The California Condor has a wingspan of more than 9 feet, weighs 20 pounds, and can glide at 55mph thousands of feet in the air. According to the California Department of Fish and Wildlife, the birds cover large distances in search of food and nest on cliffs, raising only one chick at a time. Conserving a species this dynamic is a difficult challenge, but one that has been in the works for nearly 40 years.
In 1982 there were only 22 California Condors left in the world. It was accepted by many to be a lost cause to attempt a recovery endeavor for the species. Nonetheless, the condor was on the endangered species list, and a variety of groups and agencies worked together to repopulate and protect the Condors. Recently, the 1,000th egg has been hatched since the program started, a huge win for the effort.
One of the largest reasons for a near extinction of the species was due to lead poisoning. California Condors are subject to lead via bullets from hunting when they eat animals that have been shot or lead that has traveled through the ecosystem. It was documented that a large number of Condors were dying from lead poisoning directly and indirectly.
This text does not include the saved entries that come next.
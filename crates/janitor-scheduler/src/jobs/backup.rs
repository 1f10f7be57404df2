//! Datastore backup.

use std::path::{Path, PathBuf};

use chrono::{DateTime, Local};
use janitor_store::{quote_literal, render, TemplateName};
use janitor_types::{Job, JobError};
use tracing::info;

use crate::context::MaintenanceContext;

/// Format of `{timestamp}` in the backup file name template.
pub const BACKUP_TIMESTAMP_FORMAT: &str = "%Y%m%d-%H%M%S";

/// Work out the backup file for `destination`.
///
/// An existing directory gets a file named from `filename_template`.
/// Anything else is taken as the file itself and its directory must exist.
pub fn resolve_backup_file(
    destination: &Path,
    filename_template: &str,
    database: &str,
    now: DateTime<Local>,
) -> Result<PathBuf, JobError> {
    if destination.is_dir() {
        let timestamp = now.format(BACKUP_TIMESTAMP_FORMAT).to_string();
        let file_name = render(
            filename_template,
            &[("database", database), ("timestamp", timestamp.as_str())],
        );
        return Ok(destination.join(file_name));
    }

    let directory = match destination.parent() {
        Some(parent) if parent.as_os_str().is_empty() => Path::new("."),
        Some(parent) => parent,
        None => {
            return Err(JobError::precondition(format!(
                "Path could not be used as a backup file: {}",
                destination.display()
            )))
        }
    };
    if !directory.is_dir() {
        return Err(JobError::precondition(format!(
            "Directory must exist: {}",
            destination.display()
        )));
    }
    Ok(destination.to_path_buf())
}

/// Back up the datastore to `destination`. Returns the backup file path.
pub async fn run(
    ctx: &MaintenanceContext,
    job: &Job,
    destination: &Path,
) -> Result<PathBuf, JobError> {
    let database = ctx.executor.database_name().to_string();
    let file = resolve_backup_file(
        destination,
        &ctx.backup_filename_template,
        &database,
        Local::now(),
    )?;
    let template = ctx.required_template(TemplateName::BackupDatabase)?;

    ctx.audit_started(job);

    let path = quote_literal(&file.to_string_lossy());
    let script = render(
        &template,
        &[("database", database.as_str()), ("path", path.as_str())],
    );
    ctx.executor.run_one(&script).await?;

    info!(database = %database, path = %file.display(), "Backup created");
    job.set_processed(0);
    ctx.report(job, format!("New backup was created at {}", file.display()));
    Ok(file)
}
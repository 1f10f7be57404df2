//! Collaborators shared by every maintenance job.

use std::sync::Arc;

use janitor_definitions::{
    DefinitionPusher, DefinitionSynchronizer, HierarchySource, TemplateDefinitionPusher,
};
use janitor_store::{ConstraintGovernor, Datastore, ScriptExecutor, TemplateName, TemplateResolver};
use janitor_types::{Job, JobError, Settings};
use tracing::debug;

use crate::audit::AuditLog;

/// Everything an operation needs to run.
///
/// One context serves every job of a scheduler, so all governed operations
/// share the same [`ConstraintGovernor`]. Separate contexts are still
/// serialized by the datastore's constraint lock.
pub struct MaintenanceContext {
    pub executor: ScriptExecutor,
    pub governor: Arc<ConstraintGovernor>,
    pub templates: Arc<dyn TemplateResolver>,
    pub hierarchy: Arc<dyn HierarchySource>,
    pub pusher: Arc<dyn DefinitionPusher>,
    pub synchronizer: DefinitionSynchronizer,
    pub audit: Arc<dyn AuditLog>,
    pub dialect: String,
    pub actor: String,
    pub backup_filename_template: String,
}

impl MaintenanceContext {
    /// Build a context from settings. Definitions are pushed through the
    /// `deploy-definition` template unless [`with_pusher`](Self::with_pusher)
    /// replaces the pusher.
    pub fn new(
        datastore: Arc<dyn Datastore>,
        templates: Arc<dyn TemplateResolver>,
        hierarchy: Arc<dyn HierarchySource>,
        audit: Arc<dyn AuditLog>,
        settings: &Settings,
    ) -> Self {
        let executor = ScriptExecutor::from_settings(datastore, settings);
        let governor = Arc::new(ConstraintGovernor::new(
            executor.clone(),
            templates.clone(),
            settings.dialect.clone(),
        ));
        let pusher = Arc::new(TemplateDefinitionPusher::new(
            executor.clone(),
            templates.clone(),
            settings.dialect.clone(),
        ));

        Self {
            executor,
            governor,
            templates,
            hierarchy,
            pusher,
            synchronizer: DefinitionSynchronizer::new(settings.sync_failure_policy),
            audit,
            dialect: settings.dialect.clone(),
            actor: settings.actor.clone(),
            backup_filename_template: settings.backup_filename_template.clone(),
        }
    }

    pub fn with_pusher(mut self, pusher: Arc<dyn DefinitionPusher>) -> Self {
        self.pusher = pusher;
        self
    }

    /// Resolve a template for the configured dialect. Empty if missing.
    pub fn template(&self, name: TemplateName) -> String {
        self.templates.resolve(name, &self.dialect)
    }

    /// Resolve a template the operation cannot run without.
    pub fn required_template(&self, name: TemplateName) -> Result<String, JobError> {
        let body = self.template(name);
        if body.trim().is_empty() {
            return Err(JobError::precondition(format!(
                "No '{}' script is available for dialect '{}'",
                name, self.dialect
            )));
        }
        Ok(body)
    }

    /// Resolve a template the operation can do without.
    pub fn optional_template(&self, name: TemplateName) -> Option<String> {
        let body = self.template(name);
        if body.trim().is_empty() {
            debug!(template = %name, dialect = %self.dialect, "Optional script not available, skipping");
            return None;
        }
        Some(body)
    }

    pub fn audit(&self, message: &str) {
        self.audit.record(&self.actor, message);
    }

    /// Record that `job` is about to do its work.
    pub fn audit_started(&self, job: &Job) {
        self.audit(&format!("'{}' task started", job.operation()));
    }

    /// Append a diagnostic line to `job` and to the audit trail.
    pub fn report(&self, job: &Job, message: impl Into<String>) {
        let message = message.into();
        self.audit(&message);
        job.add_message(message);
    }
}
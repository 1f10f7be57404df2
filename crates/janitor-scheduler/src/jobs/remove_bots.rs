//! Removal of visits recorded for robots.

use janitor_store::TemplateName;
use janitor_types::{Job, JobError};
use tracing::info;

use crate::context::MaintenanceContext;

pub async fn run(ctx: &MaintenanceContext, job: &Job) -> Result<u64, JobError> {
    let script = ctx.required_template(TemplateName::RemoveBots)?;

    ctx.audit_started(job);

    let script = &script;
    let removed = ctx
        .governor
        .governed(move || async move {
            let removed = ctx.executor.run_one(script).await?;
            Ok::<_, JobError>(removed)
        })
        .await?;

    info!(removed, "Bot visits removed");
    job.set_processed(removed);
    ctx.report(job, format!("Visitors removed: {removed}"));
    Ok(removed)
}
//! Job registry for submitted jobs.
//!
//! The `JobRegistry` keeps every submitted job pollable by id until the
//! retention window after it finished has passed.

use std::collections::HashMap;
use std::sync::{RwLock, RwLockReadGuard, RwLockWriteGuard};
use std::time::Duration;

use chrono::{DateTime, Utc};
use janitor_types::{Job, JobId, JobSnapshot};
use tracing::debug;

/// Thread-safe registry of jobs by id.
#[derive(Debug, Default)]
pub struct JobRegistry {
    jobs: RwLock<HashMap<JobId, Job>>,
}

impl JobRegistry {
    pub fn new() -> Self {
        Self::default()
    }

    fn read(&self) -> RwLockReadGuard<'_, HashMap<JobId, Job>> {
        self.jobs.read().unwrap_or_else(|e| e.into_inner())
    }

    fn write(&self) -> RwLockWriteGuard<'_, HashMap<JobId, Job>> {
        self.jobs.write().unwrap_or_else(|e| e.into_inner())
    }

    pub fn register(&self, job: Job) {
        self.write().insert(job.id(), job);
    }

    pub fn get(&self, id: JobId) -> Option<Job> {
        self.read().get(&id).cloned()
    }

    /// Read-only snapshot of a job.
    pub fn snapshot(&self, id: JobId) -> Option<JobSnapshot> {
        self.read().get(&id).map(Job::snapshot)
    }

    pub fn len(&self) -> usize {
        self.read().len()
    }

    pub fn is_empty(&self) -> bool {
        self.read().is_empty()
    }

    /// Drop jobs that finished at least `retention` before `now`.
    ///
    /// Returns the number of jobs evicted.
    pub fn evict_expired(&self, retention: Duration, now: DateTime<Utc>) -> usize {
        let retention = chrono::Duration::from_std(retention).unwrap_or(chrono::Duration::MAX);
        let mut jobs = self.write();
        let before = jobs.len();
        jobs.retain(|_, job| match job.finished_at() {
            Some(finished_at) => now.signed_duration_since(finished_at) < retention,
            None => true,
        });
        let evicted = before - jobs.len();
        if evicted > 0 {
            debug!(evicted, remaining = jobs.len(), "Evicted expired jobs");
        }
        evicted
    }
}
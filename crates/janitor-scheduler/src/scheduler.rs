//! Job submission, polling and retention.
//!
//! Each submitted job runs on its own tokio task. Jobs are never cancelled
//! mid-flight: shutdown stops intake and waits for running jobs.

use std::sync::Arc;
use std::time::Duration;

use chrono::Utc;
use janitor_types::{JobId, JobSnapshot, JobState, MaintenanceOperation};
use tokio::task::JoinHandle;
use tokio_util::sync::CancellationToken;
use tokio_util::task::TaskTracker;
use tracing::{debug, info};

use crate::context::MaintenanceContext;
use crate::error::SchedulerError;
use crate::registry::JobRegistry;
use crate::runner::JobRunner;

pub struct JobScheduler {
    runner: Arc<JobRunner>,
    registry: Arc<JobRegistry>,
    retention: Duration,
    tracker: TaskTracker,
    shutdown_token: CancellationToken,
}

impl JobScheduler {
    /// Create a scheduler whose jobs stay pollable for `retention` after
    /// they finish.
    pub fn new(ctx: Arc<MaintenanceContext>, retention: Duration) -> Self {
        Self {
            runner: Arc::new(JobRunner::new(ctx)),
            registry: Arc::new(JobRegistry::new()),
            retention,
            tracker: TaskTracker::new(),
            shutdown_token: CancellationToken::new(),
        }
    }

    pub fn registry(&self) -> Arc<JobRegistry> {
        self.registry.clone()
    }

    /// Queue `operation` as a new job and start it.
    ///
    /// Must be called from within a tokio runtime.
    pub fn submit(&self, operation: MaintenanceOperation) -> Result<JobId, SchedulerError> {
        if self.shutdown_token.is_cancelled() {
            return Err(SchedulerError::ShuttingDown);
        }

        let job = janitor_types::Job::new(&operation);
        let id = job.id();
        self.registry.register(job.clone());
        info!(job_id = %id, operation = %operation, "Job submitted");

        let runner = self.runner.clone();
        self.tracker.spawn(async move {
            job.advance(JobState::Running);
            runner.execute(&job, &operation).await;
        });

        Ok(id)
    }

    /// Snapshot of a job, or `None` if it is unknown or was evicted.
    pub fn poll(&self, id: JobId) -> Option<JobSnapshot> {
        self.registry.snapshot(id)
    }

    /// Poll `id` every `interval` until it is finished.
    pub async fn wait(&self, id: JobId, interval: Duration) -> Result<JobSnapshot, SchedulerError> {
        loop {
            let snapshot = self.poll(id).ok_or(SchedulerError::JobNotFound(id))?;
            if snapshot.is_finished() {
                return Ok(snapshot);
            }
            tokio::time::sleep(interval).await;
        }
    }

    /// Evict expired jobs every `interval` until shutdown.
    pub fn start_retention_sweeper(&self, interval: Duration) -> JoinHandle<()> {
        let registry = self.registry.clone();
        let retention = self.retention;
        let token = self.shutdown_token.clone();

        tokio::spawn(async move {
            loop {
                tokio::select! {
                    _ = token.cancelled() => {
                        debug!("Retention sweeper stopped");
                        break;
                    }
                    _ = tokio::time::sleep(interval) => {
                        registry.evict_expired(retention, Utc::now());
                    }
                }
            }
        })
    }

    /// Stop accepting jobs, stop the sweeper, and wait for running jobs.
    pub async fn shutdown(&self) {
        info!(running = self.tracker.len(), "Initiating scheduler shutdown");
        self.shutdown_token.cancel();
        self.tracker.close();
        self.tracker.wait().await;
        info!("Scheduler shutdown complete");
    }

    pub fn shutdown_token(&self) -> CancellationToken {
        self.shutdown_token.clone()
    }
}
A bill was introduced in 2013 to ban lead bullets when shooting in wildlife areas to prevent this problem.
In addition, the chemical DDT was a problem for the species in the past, causing eggs to not hatch. DDT was banned in 1972 after the uncovering of its harmful effects on the environment and humans. The book “Silent Spring”, released in 1962, went into great details of the harmful effects of DDT, spurring on the environmental movement in the United States which ultimately led to this ban.
In a time where so many species are going extinct, the victories of the conservation movement should be applauded. It is easy to be negative about the effectiveness of these programs in a time where there are many negative outcomes, but the fight must continue and celebrations should be had when there are positive gains in the fight.